Mesmo diante da polícia, quando era desmascarado, Prado não perdia a pose. Em 1995, o delegado Marcos Gomes Moura — o mesmo que ontem prendeu o falso banqueiro — descobriu que Prado tentava fugir para a Alemanha e foi ao aeroporto prendê-lo. Ao ser informado de que havia mandado de prisão contra ele, Prado olhou o delegado de baixo para cima, com ar de superioridade, é respondeu: “Fale baixo, você não vê que todo mundo está olhando para nós?”.

Prado mora em um apartamento de 350 metros quadrados na Rua Guarara, nos Jardins. O prédio tem um apartamento por andar, e o imóvel, quatro suítes e três salas. Ele também é dono de três automóveis e de mansões em Bragança Paulista e Santos.

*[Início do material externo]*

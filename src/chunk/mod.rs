//! Chunk-partitioned document indices
//!
//! Every chunk of the primary store gets its own document table, built on
//! demand from the chunk's entries and persisted as a sealed file once the
//! chunk is closed.

mod builder;
mod document_index;
mod manager;
pub mod persistence;

pub use builder::{BuildStats, ChunkIndexBuilder};
pub use document_index::ChunkDocumentIndex;
pub use manager::{ChunkIndexManager, ChunkManagerStats, DEFAULT_CHUNK_CACHE_CAPACITY};
pub use persistence::{ChunkFileStore, ChunkIndexPayload, SealMarker, SealedObject};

O delegado Moura conta que quando a polícia foi procurar o falso banqueiro em seu apartamento, o zelador e o porteiro tentaram acobertá-lo. Eles alegaram que não tinham o código de acesso para entrar no andar onde Prado morava.

O falso banqueiro vinha sendo procurado desde o início do ano e estava foragido. Ao saber de sua prisão, várias pessoas que acreditaram nas promessas dele procuraram a delegacia. Seis vítimas já o identificaram formalmente.